Which lines below hold the word "blended"? Copy all of them.

[Source records]
━━━

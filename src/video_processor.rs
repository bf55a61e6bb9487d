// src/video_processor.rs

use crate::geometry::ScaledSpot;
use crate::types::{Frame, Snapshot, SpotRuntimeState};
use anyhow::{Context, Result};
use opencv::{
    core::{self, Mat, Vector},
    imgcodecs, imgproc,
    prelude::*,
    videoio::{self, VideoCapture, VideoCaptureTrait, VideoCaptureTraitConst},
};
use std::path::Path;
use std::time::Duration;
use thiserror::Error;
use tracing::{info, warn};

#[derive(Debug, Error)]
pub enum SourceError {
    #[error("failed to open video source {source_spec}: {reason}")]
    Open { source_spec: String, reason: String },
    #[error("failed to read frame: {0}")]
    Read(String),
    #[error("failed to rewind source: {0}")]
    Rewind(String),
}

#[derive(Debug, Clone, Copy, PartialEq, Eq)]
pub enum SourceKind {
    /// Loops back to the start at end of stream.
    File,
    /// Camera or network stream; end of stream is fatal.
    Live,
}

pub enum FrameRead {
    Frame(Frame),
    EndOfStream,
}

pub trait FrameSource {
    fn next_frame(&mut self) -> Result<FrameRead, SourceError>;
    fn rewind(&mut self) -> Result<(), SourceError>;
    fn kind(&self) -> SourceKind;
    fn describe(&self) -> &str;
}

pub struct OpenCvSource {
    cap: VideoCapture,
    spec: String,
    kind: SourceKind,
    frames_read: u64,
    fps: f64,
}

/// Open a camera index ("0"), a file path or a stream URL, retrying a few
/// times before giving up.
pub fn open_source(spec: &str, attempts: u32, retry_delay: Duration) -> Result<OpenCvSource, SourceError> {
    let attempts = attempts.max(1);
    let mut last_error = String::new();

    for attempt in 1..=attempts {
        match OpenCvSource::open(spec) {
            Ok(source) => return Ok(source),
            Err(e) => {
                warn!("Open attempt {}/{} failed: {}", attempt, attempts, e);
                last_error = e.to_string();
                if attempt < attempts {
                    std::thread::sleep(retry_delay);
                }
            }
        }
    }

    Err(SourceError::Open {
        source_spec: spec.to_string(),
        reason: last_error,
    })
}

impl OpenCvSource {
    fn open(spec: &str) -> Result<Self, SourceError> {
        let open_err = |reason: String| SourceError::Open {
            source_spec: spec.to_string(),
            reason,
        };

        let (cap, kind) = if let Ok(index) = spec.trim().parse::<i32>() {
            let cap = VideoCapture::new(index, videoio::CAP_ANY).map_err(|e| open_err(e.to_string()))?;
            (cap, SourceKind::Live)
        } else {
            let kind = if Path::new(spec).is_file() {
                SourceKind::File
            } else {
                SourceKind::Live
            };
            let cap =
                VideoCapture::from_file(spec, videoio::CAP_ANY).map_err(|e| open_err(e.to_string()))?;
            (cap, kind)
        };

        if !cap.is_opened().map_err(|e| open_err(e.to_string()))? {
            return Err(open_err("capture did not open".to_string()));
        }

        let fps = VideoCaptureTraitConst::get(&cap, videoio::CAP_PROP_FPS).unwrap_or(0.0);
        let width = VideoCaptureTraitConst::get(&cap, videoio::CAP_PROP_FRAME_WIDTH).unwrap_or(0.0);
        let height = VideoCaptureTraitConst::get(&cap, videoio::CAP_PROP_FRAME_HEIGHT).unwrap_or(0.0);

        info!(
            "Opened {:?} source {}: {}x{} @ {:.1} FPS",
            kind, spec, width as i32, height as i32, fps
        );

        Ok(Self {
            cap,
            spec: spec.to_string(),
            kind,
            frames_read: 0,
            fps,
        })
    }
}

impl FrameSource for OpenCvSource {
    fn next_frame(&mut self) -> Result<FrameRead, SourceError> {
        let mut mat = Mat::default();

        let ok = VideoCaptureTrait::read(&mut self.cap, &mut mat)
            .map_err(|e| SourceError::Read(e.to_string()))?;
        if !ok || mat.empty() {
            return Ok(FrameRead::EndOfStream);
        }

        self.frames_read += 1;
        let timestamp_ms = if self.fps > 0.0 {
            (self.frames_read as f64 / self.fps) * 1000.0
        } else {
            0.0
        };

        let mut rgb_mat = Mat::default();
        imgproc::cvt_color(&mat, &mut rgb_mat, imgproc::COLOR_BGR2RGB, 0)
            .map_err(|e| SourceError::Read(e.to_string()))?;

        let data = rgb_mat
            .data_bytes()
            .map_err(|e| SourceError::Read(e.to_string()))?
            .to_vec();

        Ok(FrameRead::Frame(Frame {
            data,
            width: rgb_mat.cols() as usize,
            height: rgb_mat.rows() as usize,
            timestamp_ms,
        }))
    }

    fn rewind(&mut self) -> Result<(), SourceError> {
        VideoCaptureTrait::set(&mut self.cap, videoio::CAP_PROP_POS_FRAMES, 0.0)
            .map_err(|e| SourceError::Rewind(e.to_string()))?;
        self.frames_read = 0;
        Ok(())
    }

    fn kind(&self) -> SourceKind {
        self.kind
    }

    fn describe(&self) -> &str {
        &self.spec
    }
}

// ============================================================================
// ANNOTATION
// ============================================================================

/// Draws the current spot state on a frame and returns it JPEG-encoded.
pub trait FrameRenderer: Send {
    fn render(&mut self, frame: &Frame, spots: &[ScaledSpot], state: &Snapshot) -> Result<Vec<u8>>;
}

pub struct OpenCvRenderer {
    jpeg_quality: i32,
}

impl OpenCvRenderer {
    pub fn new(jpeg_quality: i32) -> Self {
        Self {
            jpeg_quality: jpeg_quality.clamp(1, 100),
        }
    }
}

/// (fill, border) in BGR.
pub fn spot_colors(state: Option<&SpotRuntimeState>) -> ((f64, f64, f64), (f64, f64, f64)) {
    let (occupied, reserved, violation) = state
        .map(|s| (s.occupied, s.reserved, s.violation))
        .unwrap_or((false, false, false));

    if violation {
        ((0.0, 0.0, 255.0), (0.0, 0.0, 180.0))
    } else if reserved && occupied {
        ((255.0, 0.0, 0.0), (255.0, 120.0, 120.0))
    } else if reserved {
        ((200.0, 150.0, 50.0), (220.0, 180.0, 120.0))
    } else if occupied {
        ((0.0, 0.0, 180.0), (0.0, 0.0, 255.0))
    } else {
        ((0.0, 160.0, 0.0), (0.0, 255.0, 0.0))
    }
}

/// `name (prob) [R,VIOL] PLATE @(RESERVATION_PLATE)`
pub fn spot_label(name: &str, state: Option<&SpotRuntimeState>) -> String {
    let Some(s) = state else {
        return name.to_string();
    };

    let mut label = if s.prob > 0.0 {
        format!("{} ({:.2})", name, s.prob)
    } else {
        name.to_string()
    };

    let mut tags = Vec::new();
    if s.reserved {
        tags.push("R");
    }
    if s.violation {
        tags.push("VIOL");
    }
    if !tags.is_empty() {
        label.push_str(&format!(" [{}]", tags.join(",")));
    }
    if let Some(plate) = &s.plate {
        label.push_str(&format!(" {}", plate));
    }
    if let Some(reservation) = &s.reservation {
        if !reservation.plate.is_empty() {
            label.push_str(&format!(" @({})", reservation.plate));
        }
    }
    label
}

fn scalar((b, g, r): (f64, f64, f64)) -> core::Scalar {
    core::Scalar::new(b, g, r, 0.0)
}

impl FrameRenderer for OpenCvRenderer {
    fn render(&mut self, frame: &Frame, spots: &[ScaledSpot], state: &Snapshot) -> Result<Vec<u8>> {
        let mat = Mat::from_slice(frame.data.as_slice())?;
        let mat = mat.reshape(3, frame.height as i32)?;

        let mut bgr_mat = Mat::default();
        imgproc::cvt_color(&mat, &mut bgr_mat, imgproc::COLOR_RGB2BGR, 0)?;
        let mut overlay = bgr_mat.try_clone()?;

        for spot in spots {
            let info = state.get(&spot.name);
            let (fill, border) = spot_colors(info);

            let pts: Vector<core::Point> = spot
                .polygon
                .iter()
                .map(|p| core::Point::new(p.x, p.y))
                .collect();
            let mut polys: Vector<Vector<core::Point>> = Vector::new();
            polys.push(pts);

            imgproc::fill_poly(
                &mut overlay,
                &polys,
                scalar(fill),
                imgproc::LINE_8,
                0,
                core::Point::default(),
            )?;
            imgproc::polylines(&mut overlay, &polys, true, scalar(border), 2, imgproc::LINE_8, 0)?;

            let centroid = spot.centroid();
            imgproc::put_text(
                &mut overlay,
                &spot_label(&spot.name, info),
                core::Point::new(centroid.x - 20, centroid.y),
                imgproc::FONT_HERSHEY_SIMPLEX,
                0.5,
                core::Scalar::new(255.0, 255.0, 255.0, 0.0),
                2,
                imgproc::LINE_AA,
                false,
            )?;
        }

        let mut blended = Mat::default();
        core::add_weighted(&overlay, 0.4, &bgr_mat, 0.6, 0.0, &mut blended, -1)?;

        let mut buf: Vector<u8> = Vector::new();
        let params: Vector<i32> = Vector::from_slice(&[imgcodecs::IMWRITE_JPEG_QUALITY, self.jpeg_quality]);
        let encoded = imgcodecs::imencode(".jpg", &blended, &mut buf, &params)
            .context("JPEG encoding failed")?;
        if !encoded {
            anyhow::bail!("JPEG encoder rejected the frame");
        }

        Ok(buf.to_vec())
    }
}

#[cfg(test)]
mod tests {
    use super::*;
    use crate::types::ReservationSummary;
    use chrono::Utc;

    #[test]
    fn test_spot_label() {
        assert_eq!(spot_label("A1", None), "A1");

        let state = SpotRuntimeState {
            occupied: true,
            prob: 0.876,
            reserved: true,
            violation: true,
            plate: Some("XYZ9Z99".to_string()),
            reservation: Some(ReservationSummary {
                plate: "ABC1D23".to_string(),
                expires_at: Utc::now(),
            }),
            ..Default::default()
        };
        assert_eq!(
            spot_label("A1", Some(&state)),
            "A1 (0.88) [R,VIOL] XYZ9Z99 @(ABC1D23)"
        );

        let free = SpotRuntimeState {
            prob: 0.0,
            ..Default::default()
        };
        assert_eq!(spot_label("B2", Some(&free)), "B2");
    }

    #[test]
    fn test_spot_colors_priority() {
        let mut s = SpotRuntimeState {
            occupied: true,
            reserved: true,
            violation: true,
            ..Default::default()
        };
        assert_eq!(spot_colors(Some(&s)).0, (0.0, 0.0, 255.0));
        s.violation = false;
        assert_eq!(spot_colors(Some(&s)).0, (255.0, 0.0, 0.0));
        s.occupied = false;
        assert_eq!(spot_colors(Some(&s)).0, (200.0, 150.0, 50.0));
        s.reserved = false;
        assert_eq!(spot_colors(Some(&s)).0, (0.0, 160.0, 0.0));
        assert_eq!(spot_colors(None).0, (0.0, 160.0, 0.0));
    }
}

━━━

== Response to the exercise ==
        let mut blended = Mat::default();
        core::add_weighted(&overlay, 0.4, &bgr_mat, 0.6, 0.0, &mut blended, -1)?;
        let encoded = imgcodecs::imencode(".jpg", &blended, &mut buf, &params)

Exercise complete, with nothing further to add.